We support a patrons’ right to choose what to read or what not to read. We support a parents’ right to make choices for their minor children. We do not support a system in which a patron can dictate what Constitutionally- protected materials others have access to read because the patron disagrees with the subject matter or message of the book. Public libraries are about freedom of information and access. As a public institution, the library support and follow the liberties and protections guaranteed by the First Amendment of the United States Constitution.

Libraries around Michigan have faced similar battles recently. On Tuesday, the Peter White Public Library Board of Trustees in Marquette held discussions with concerned residents but ultimately voted to keep “This Book is Gay” by Juno Dawson on its shelves.

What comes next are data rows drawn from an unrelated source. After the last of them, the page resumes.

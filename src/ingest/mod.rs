//! Transaction ingestion
//!
//! One `ChainIngestor` per chain polls its monitored wallets on a fixed
//! interval, normalizes each new transaction into balance deltas, classifies
//! it, and hands the persisted event to the profiler and detectors. Sources
//! are trait objects so scans can run against live RPC, a replay file, or
//! test doubles without touching the loop.

pub mod fetcher;
pub mod price;
pub mod resolver;

pub use fetcher::ReplayFetcher;
pub use price::{JupiterPriceResolver, NullPriceResolver};
pub use resolver::{CachingSymbolResolver, StaticSymbolResolver};

use async_trait::async_trait;
use std::sync::Arc;
use std::time::Duration;
use tokio_util::sync::CancellationToken;
use tracing::{debug, error, info, warn};

use crate::classify::{classify, AssetChange, ClassifierConfig};
use crate::config::ChainScheduleConfig;
use crate::detect::DetectorSet;
use crate::error::{Error, Result};
use crate::model::{Chain, Event, EventKind, RawTransaction, Wallet};
use crate::profile::Profiler;
use crate::store::Store;

const UNKNOWN_SYMBOL: &str = "UNKNOWN";

/// Source of raw transactions for a wallet, newest first.
#[async_trait]
pub trait TransactionFetcher: Send + Sync {
    async fn fetch(&self, wallet: &Wallet) -> Result<Vec<RawTransaction>>;
}

/// Maps chain asset ids to display symbols.
#[async_trait]
pub trait SymbolResolver: Send + Sync {
    async fn resolve(&self, chain: Chain, asset_id: &str) -> Result<Option<String>>;
}

/// USD valuation for an asset amount.
#[async_trait]
pub trait PriceResolver: Send + Sync {
    async fn usd_value(&self, chain: Chain, symbol: &str, amount: f64) -> Result<Option<f64>>;
}

/// The scan loop for one chain.
pub struct ChainIngestor {
    chain: Chain,
    schedule: ChainScheduleConfig,
    classifier: ClassifierConfig,
    store: Arc<Store>,
    profiler: Arc<Profiler>,
    detectors: Arc<DetectorSet>,
    fetcher: Arc<dyn TransactionFetcher>,
    symbols: Arc<dyn SymbolResolver>,
    prices: Arc<dyn PriceResolver>,
}

impl ChainIngestor {
    #[allow(clippy::too_many_arguments)]
    pub fn new(
        chain: Chain,
        schedule: ChainScheduleConfig,
        classifier: ClassifierConfig,
        store: Arc<Store>,
        profiler: Arc<Profiler>,
        detectors: Arc<DetectorSet>,
        fetcher: Arc<dyn TransactionFetcher>,
        symbols: Arc<dyn SymbolResolver>,
        prices: Arc<dyn PriceResolver>,
    ) -> Self {
        Self {
            chain,
            schedule,
            classifier,
            store,
            profiler,
            detectors,
            fetcher,
            symbols,
            prices,
        }
    }

    /// Poll until cancelled. The first cycle runs immediately.
    pub async fn run(&self, cancel: CancellationToken) {
        let interval = Duration::from_secs(self.schedule.scan_interval_secs);
        info!(
            chain = %self.chain,
            interval_secs = self.schedule.scan_interval_secs,
            "Ingestor started"
        );

        loop {
            self.run_cycle().await;

            tokio::select! {
                _ = cancel.cancelled() => {
                    info!(chain = %self.chain, "Ingestor stopped");
                    return;
                }
                _ = tokio::time::sleep(interval) => {}
            }
        }
    }

    /// Scan every active wallet once, then run the time-based detectors.
    /// Per-wallet failures are logged and skipped; the cycle always
    /// completes.
    pub async fn run_cycle(&self) {
        let wallets = self.store.active_wallets(self.chain);
        let mut new_events = 0usize;

        for wallet in &wallets {
            match self.scan_wallet(wallet).await {
                Ok(count) => new_events += count,
                Err(e) => {
                    if e.is_retryable() {
                        warn!(chain = %self.chain, wallet = %wallet.name, error = %e, "Scan failed; will retry next cycle");
                    } else {
                        error!(chain = %self.chain, wallet = %wallet.name, error = %e, "Scan failed");
                    }
                }
            }
        }

        self.detectors.finish_cycle(chrono::Utc::now());
        if new_events > 0 {
            info!(chain = %self.chain, events = new_events, "Scan cycle complete");
        } else {
            debug!(chain = %self.chain, wallets = wallets.len(), "Scan cycle complete; no new events");
        }
    }

    async fn scan_wallet(&self, wallet: &Wallet) -> Result<usize> {
        let timeout = Duration::from_secs(self.schedule.tx_timeout_secs);
        let transactions = tokio::time::timeout(timeout, self.fetcher.fetch(wallet))
            .await
            .map_err(|_| Error::FetchTimeout(self.schedule.tx_timeout_secs))??;

        let mut inserted = 0;
        // Oldest first so history-sensitive detectors see events in order.
        for tx in transactions.iter().rev() {
            if self.process_transaction(wallet, tx).await? {
                inserted += 1;
            }
        }
        Ok(inserted)
    }

    /// Normalize, classify, persist, and detect. Returns whether the
    /// transaction produced a new event.
    pub async fn process_transaction(
        &self,
        wallet: &Wallet,
        tx: &RawTransaction,
    ) -> Result<bool> {
        if self.store.has_event(&tx.hash) {
            return Ok(false);
        }

        let mut changes = Vec::with_capacity(tx.asset_deltas.len());
        for delta in &tx.asset_deltas {
            let change = delta.delta();
            if !change.is_finite() || change.abs() <= self.classifier.token_dust {
                continue;
            }
            let symbol = match self.symbols.resolve(self.chain, &delta.asset_id).await {
                Ok(Some(symbol)) => symbol,
                Ok(None) => UNKNOWN_SYMBOL.to_string(),
                Err(e) => {
                    debug!(asset = %delta.asset_id, error = %e, "Symbol resolution failed");
                    UNKNOWN_SYMBOL.to_string()
                }
            };
            changes.push(AssetChange {
                asset_id: delta.asset_id.clone(),
                symbol,
                delta: change,
            });
        }

        let stables = self.detectors.stables(self.chain);
        let classified = classify(tx.native_delta, &changes, stables, &self.classifier);

        let amount_usd = match &classified.token_symbol {
            Some(symbol) if classified.amount > 0.0 => {
                match self
                    .prices
                    .usd_value(self.chain, symbol, classified.amount)
                    .await
                {
                    Ok(value) => value,
                    Err(e) => {
                        debug!(symbol = %symbol, error = %e, "Price lookup failed");
                        None
                    }
                }
            }
            _ => None,
        };

        let event = Event {
            wallet: wallet.address.clone(),
            tx_hash: tx.hash.clone(),
            chain: self.chain,
            timestamp: tx.timestamp,
            kind: classified.kind,
            token_symbol: classified.token_symbol,
            token_address: classified.token_address,
            amount: classified.amount,
            amount_usd,
        };

        if !self.store.insert_event(event.clone()) {
            return Ok(false);
        }

        debug!(
            wallet = %wallet.name,
            kind = %event.kind,
            token = event.token_symbol.as_deref().unwrap_or("-"),
            "Event recorded"
        );

        // Profile first so detectors compare against up-to-date baselines.
        self.profiler.update(&self.store, &wallet.address);
        if event.kind != EventKind::Unknown {
            self.detectors
                .process(&event, tx.native_delta, tx.counterparty.as_deref());
        }
        Ok(true)
    }
}

#[cfg(test)]
mod tests {
    use super::*;
    use crate::detect::DetectorConfig;
    use crate::model::{RawAssetDelta, ReputationTier};
    use crate::profile::ProfilerConfig;
    use crate::store::MomentSink;
    use chrono::Utc;
    use std::collections::HashMap;

    struct StaticFetcher {
        by_wallet: HashMap<String, Vec<RawTransaction>>,
    }

    #[async_trait]
    impl TransactionFetcher for StaticFetcher {
        async fn fetch(&self, wallet: &Wallet) -> Result<Vec<RawTransaction>> {
            Ok(self
                .by_wallet
                .get(&wallet.address)
                .cloned()
                .unwrap_or_default())
        }
    }

    fn wallet(address: &str) -> Wallet {
        Wallet {
            address: address.to_string(),
            name: address.to_string(),
            chain: Chain::Sol,
            is_active: true,
            reputation_tier: ReputationTier::U,
        }
    }

    fn ingestor(
        store: Arc<Store>,
        by_wallet: HashMap<String, Vec<RawTransaction>>,
    ) -> ChainIngestor {
        let sink = Arc::new(MomentSink::new());
        let classifier = ClassifierConfig::default();
        let detectors = Arc::new(DetectorSet::new(
            DetectorConfig::default(),
            &classifier,
            store.clone(),
            sink,
        ));
        let mut tokens = HashMap::new();
        tokens.insert("mint-zap".to_string(), "ZAP".to_string());
        ChainIngestor::new(
            Chain::Sol,
            ChainScheduleConfig {
                scan_interval_secs: 30,
                tx_timeout_secs: 5,
            },
            classifier,
            store,
            Arc::new(Profiler::new(ProfilerConfig::default())),
            detectors,
            Arc::new(StaticFetcher { by_wallet }),
            Arc::new(StaticSymbolResolver::new(tokens)),
            Arc::new(NullPriceResolver),
        )
    }

    fn buy_tx(hash: &str) -> RawTransaction {
        RawTransaction {
            hash: hash.to_string(),
            timestamp: Utc::now(),
            native_delta: -1.5,
            asset_deltas: vec![RawAssetDelta {
                asset_id: "mint-zap".to_string(),
                pre_amount: 0.0,
                post_amount: 500.0,
            }],
            counterparty: None,
        }
    }

    #[tokio::test]
    async fn test_cycle_persists_and_classifies() {
        let store = Arc::new(Store::new());
        store.upsert_wallet(wallet("w1"));
        let mut txs = HashMap::new();
        txs.insert("w1".to_string(), vec![buy_tx("tx1")]);

        let ing = ingestor(store.clone(), txs);
        ing.run_cycle().await;

        let events = store.recent_events("w1", 10);
        assert_eq!(events.len(), 1);
        assert_eq!(events[0].kind, EventKind::Buy);
        assert_eq!(events[0].token_symbol.as_deref(), Some("ZAP"));
        assert!((events[0].amount - 500.0).abs() < 1e-9);

        // The profile is built in the same pass.
        assert!(store.profile("w1").is_some());
    }

    #[tokio::test]
    async fn test_rescan_is_idempotent() {
        let store = Arc::new(Store::new());
        store.upsert_wallet(wallet("w1"));
        let mut txs = HashMap::new();
        txs.insert("w1".to_string(), vec![buy_tx("tx1")]);

        let ing = ingestor(store.clone(), txs);
        ing.run_cycle().await;
        ing.run_cycle().await;

        assert_eq!(store.recent_events("w1", 10).len(), 1);
    }

    #[tokio::test]
    async fn test_unresolvable_symbol_falls_back() {
        let store = Arc::new(Store::new());
        store.upsert_wallet(wallet("w1"));
        let tx = RawTransaction {
            hash: "tx1".to_string(),
            timestamp: Utc::now(),
            native_delta: -1.5,
            asset_deltas: vec![RawAssetDelta {
                asset_id: "mint-mystery".to_string(),
                pre_amount: 0.0,
                post_amount: 42.0,
            }],
            counterparty: None,
        };
        let mut txs = HashMap::new();
        txs.insert("w1".to_string(), vec![tx]);

        let ing = ingestor(store.clone(), txs);
        ing.run_cycle().await;

        let events = store.recent_events("w1", 10);
        assert_eq!(events[0].token_symbol.as_deref(), Some("UNKNOWN"));
        assert_eq!(events[0].kind, EventKind::Buy);
    }

    #[tokio::test]
    async fn test_inactive_wallets_not_scanned() {
        let store = Arc::new(Store::new());
        let mut w = wallet("w1");
        w.is_active = false;
        store.upsert_wallet(w);
        let mut txs = HashMap::new();
        txs.insert("w1".to_string(), vec![buy_tx("tx1")]);

        let ing = ingestor(store.clone(), txs);
        ing.run_cycle().await;

        assert!(store.recent_events("w1", 10).is_empty());
    }

    #[tokio::test]
    async fn test_dust_only_transaction_is_unknown() {
        let store = Arc::new(Store::new());
        store.upsert_wallet(wallet("w1"));
        let tx = RawTransaction {
            hash: "tx1".to_string(),
            timestamp: Utc::now(),
            native_delta: 0.0001,
            asset_deltas: Vec::new(),
            counterparty: None,
        };
        let mut txs = HashMap::new();
        txs.insert("w1".to_string(), vec![tx]);

        let ing = ingestor(store.clone(), txs);
        ing.run_cycle().await;

        let events = store.recent_events("w1", 10);
        assert_eq!(events.len(), 1);
        assert_eq!(events[0].kind, EventKind::Unknown);
    }
}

“I do not now, and I never will, support a ban of any book,” said Peter White Trustee Carol Steinhaus. My attitudes and values are not more important than anyone else’s. I believe that everyone has a right to intellectual freedom and freedom of speech and I will not interfere with that regardless of the topic any book might have,” she said.

Last week, The Lapeer District Library Board unanimously denied a request from a patron to remove “Gender Queer” by Maia Kobabe and “Fred Gets Dressed” by Peter Brown from its shelves.

Pastor Brandt says he hopes common sense will prevail on the Caro Library Board at the next meeting on June 12, like moving explicit books behind the library desk or into the adult section.

“That would be a step in the right direction,” Brandt said. “I want parents to get involved and not feel hopeless. Let your voices be heard and get involved in the process.”